This is a great, short pitch of finger locks...Its way SHARP!! Tape your fingers because its sharpness may be the deciding factor to send or not. Probably not quite 5.12 as compared to other routes in the nearby areas (11c/d)...Not as hard as Heart Of Stone (another Clevenger route)...Better rack beta would be a 3.5 Friend in the starting flake. A good, sideways medium stopper once standing in the crack. Then, doubles of Yellow and Red Aliens to a 1.5 Friend and then another medium nut or two. Because of rope drag from the anchor its not a good TR. Walk off way to the back and around.
By Victor Lawson
From: Bishop, CA
May 31, 2008
rating: 5.11c/d 7a 24 VIII 25 E4 6a

Awesome route! Must do! Probably about .11d. There will be extention webbing/quicklinks on top by mid June sometime to facillitate TR soloing, toproping, and lowering. [please do not steal the equipment!]
By Blitzo
Jul 11, 2008

Great description! Brief and to the point! What more is needed?
By susan peplow
From: Joshua Tree
Jul 11, 2008

Blitzo asks, "Brief and to the point! What more is needed?"

Man, that's RICH!
By Russ Walling
Jul 11, 2008

WOW! What a great looking climb!!!!!!!!

By 1Eric Rhicard
Jul 11, 2008

I want to do it too! Can I come, can I, can I?
By Kole DeCou
From: Flagstaff, AZ
Jul 11, 2008

We saw this crack from the road and hiked up and hopped on it without a guide book. My friend led it first and cruised it. I asked how hard it was and he said he wasn't sure, but thought about 5.10+, so I pulled the rope to lead it. At about the third hang I suspected I'd been sandbagged. I'd say this thing is somewhat harder than 10+ and somewhat easier than 12-. (btw he still maintains that it's 5.10+)

Oh yea, to find it scramble up some ledges to the left just after the approach trail passes an enormous boulder. It starts on a big ledge half-way up the cliff, a little left of an obvious wide-ish crack (Classic Crack).
By Victor Lawson
From: Bishop, CA
Jul 17, 2010
rating: 5.11c/d 7a 24 VIII 25 E4 6a

new bolts with mussy hooks put in by me to better facilitate rope management. They are located after all of the notable climbing, but low enough so your rope does not drag like crazy over the slab. You can still reach them from the top, just wear your harness and be ready to clip in! All stainless steel too!
By claytown
From: Boulder, CO
May 25, 2011

Holy granite splitter batman! I mean, really, this is one cool crack! And the gear is bombproof!

Gear spray following so don't read on if you want to onsight:

You could also use a #2 or #3 camalot to protect the initial flake along with a #1 on a runner if you really wanted to then a med/lg nut in the main crack before you start pulling down.

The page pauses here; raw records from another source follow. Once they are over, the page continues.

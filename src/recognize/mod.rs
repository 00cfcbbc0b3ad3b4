//! Streaming speech recognition module
//!
//! The core consumes a recognizer as a streaming session: feed it audio
//! buffers, receive partial/final/endpoint events through a channel. The
//! shipped implementation adapts whisper.cpp by periodically re-decoding
//! the accumulated audio.

pub mod endpoint;
pub mod whisper_stream;

use crate::capture::AudioChunk;
use crate::config::RecognizerConfig;
use crate::error::RecognizeError;
use tokio::sync::mpsc;

/// Recognition output for one session.
///
/// `Partial` and `Final` are mutually exclusive per recognition turn; a
/// `Final` supersedes any pending `Partial` text. `Endpoint` marks
/// recognizer-detected end of speech and is informational only.
#[derive(Debug, Clone, PartialEq, Eq)]
pub enum RecognitionEvent {
    Partial(String),
    Final(String),
    Endpoint,
}

/// Trait for streaming speech-to-text implementations
#[async_trait::async_trait]
pub trait StreamingRecognizer: Send + Sync {
    /// One-time setup (model loading). Must be called before any session.
    async fn initialize(&mut self) -> Result<(), RecognizeError>;

    /// Start a recognition session.
    /// Returns a channel of events; fatal errors are delivered in-band as
    /// `Err` items and end the session.
    async fn start_session(
        &mut self,
    ) -> Result<mpsc::Receiver<Result<RecognitionEvent, RecognizeError>>, RecognizeError>;

    /// Feed one audio buffer into the active session
    async fn feed(&mut self, chunk: &AudioChunk) -> Result<(), RecognizeError>;

    /// Finalize the active session. Emits the final result on the event
    /// channel before closing it.
    async fn stop_session(&mut self) -> Result<(), RecognizeError>;
}

/// Factory function to create the streaming recognizer
pub fn create_recognizer(config: &RecognizerConfig) -> Box<dyn StreamingRecognizer> {
    Box::new(whisper_stream::WhisperStream::new(config))
}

The entire main crack goes on .5 camalot/red alien/grey alien. you can also toss in a yellow alien up high and a .75 at the end if you want.

I'd say 11c is about right. The splitter is kinda short and there are .75 sized foot pods but you are fully hanging on ring and finger locks. Soooooooo good! Anyone considering should jump on this thing.
By Neil Rankin
From: Winston-Salem, NC
Apr 1, 2013
rating: 5.11d 7a 24 VIII 25 E5 6a

A classic line.
By Nick Barczak
Jul 1, 2013

This reminds me of 'Jaws' at Mt. Woodson. E.C. is a bit longer, but not much harder.

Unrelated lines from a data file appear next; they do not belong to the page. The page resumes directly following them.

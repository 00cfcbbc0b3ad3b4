//! Audio capture module
//!
//! Push-model capture: the capture service produces fixed-size audio
//! buffers through a channel; stream errors travel the same channel so the
//! consumer sees them in order.

pub mod cpal_capture;

use crate::config::AudioConfig;
use crate::error::CaptureError;
use tokio::sync::mpsc;

/// A fixed-format block of mono f32 samples.
#[derive(Debug, Clone)]
pub struct AudioChunk {
    pub samples: Vec<f32>,
    pub sample_rate: u32,
    pub channels: u16,
}

impl AudioChunk {
    pub fn mono(samples: Vec<f32>, sample_rate: u32) -> Self {
        Self {
            samples,
            sample_rate,
            channels: 1,
        }
    }

    pub fn frames(&self) -> usize {
        self.samples.len() / self.channels.max(1) as usize
    }

    pub fn duration_secs(&self) -> f32 {
        self.frames() as f32 / self.sample_rate as f32
    }
}

/// Trait for audio capture implementations
#[async_trait::async_trait]
pub trait AudioCapture: Send + Sync {
    /// Start capturing audio.
    /// Returns a channel of fixed-size buffers; stream errors are delivered
    /// in-band as `Err` items.
    async fn start(&mut self) -> Result<mpsc::Receiver<Result<AudioChunk, CaptureError>>, CaptureError>;

    /// Stop capturing and release the device
    async fn stop(&mut self) -> Result<(), CaptureError>;
}

/// Factory function to create audio capture
pub fn create_capture(config: &AudioConfig) -> Result<Box<dyn AudioCapture>, CaptureError> {
    Ok(Box::new(cpal_capture::CpalCapture::new(config)))
}

#[cfg(test)]
mod tests {
    use super::*;

    #[test]
    fn chunk_metadata() {
        let chunk = AudioChunk::mono(vec![0.0; 1600], 16000);
        assert_eq!(chunk.frames(), 1600);
        assert_eq!(chunk.channels, 1);
        assert!((chunk.duration_secs() - 0.1).abs() < 1e-6);
    }
}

I haven't climbed too many finger cracks like this for comparison, but I'd stick with 5.11b. The locks are insanely secure.
By SirTobyThe3rd
Dec 19, 2013

This fingercrack is fierce. Sharp but has good locks. The business is not very long, but placing pro on the hard part is not easy. 11c seems like a fair rating. Not harder than Butterballs (not as long as sustained but sharper), and definitely not harder than Pinky Paralysis in Yosemite. I think PP is an 11d and these two 11c, with Rostrum fingercrack an 11b. But since fingercracks depend on person’s finger size this rant is useless. GREAT CLIMB, WORTH REPEATING!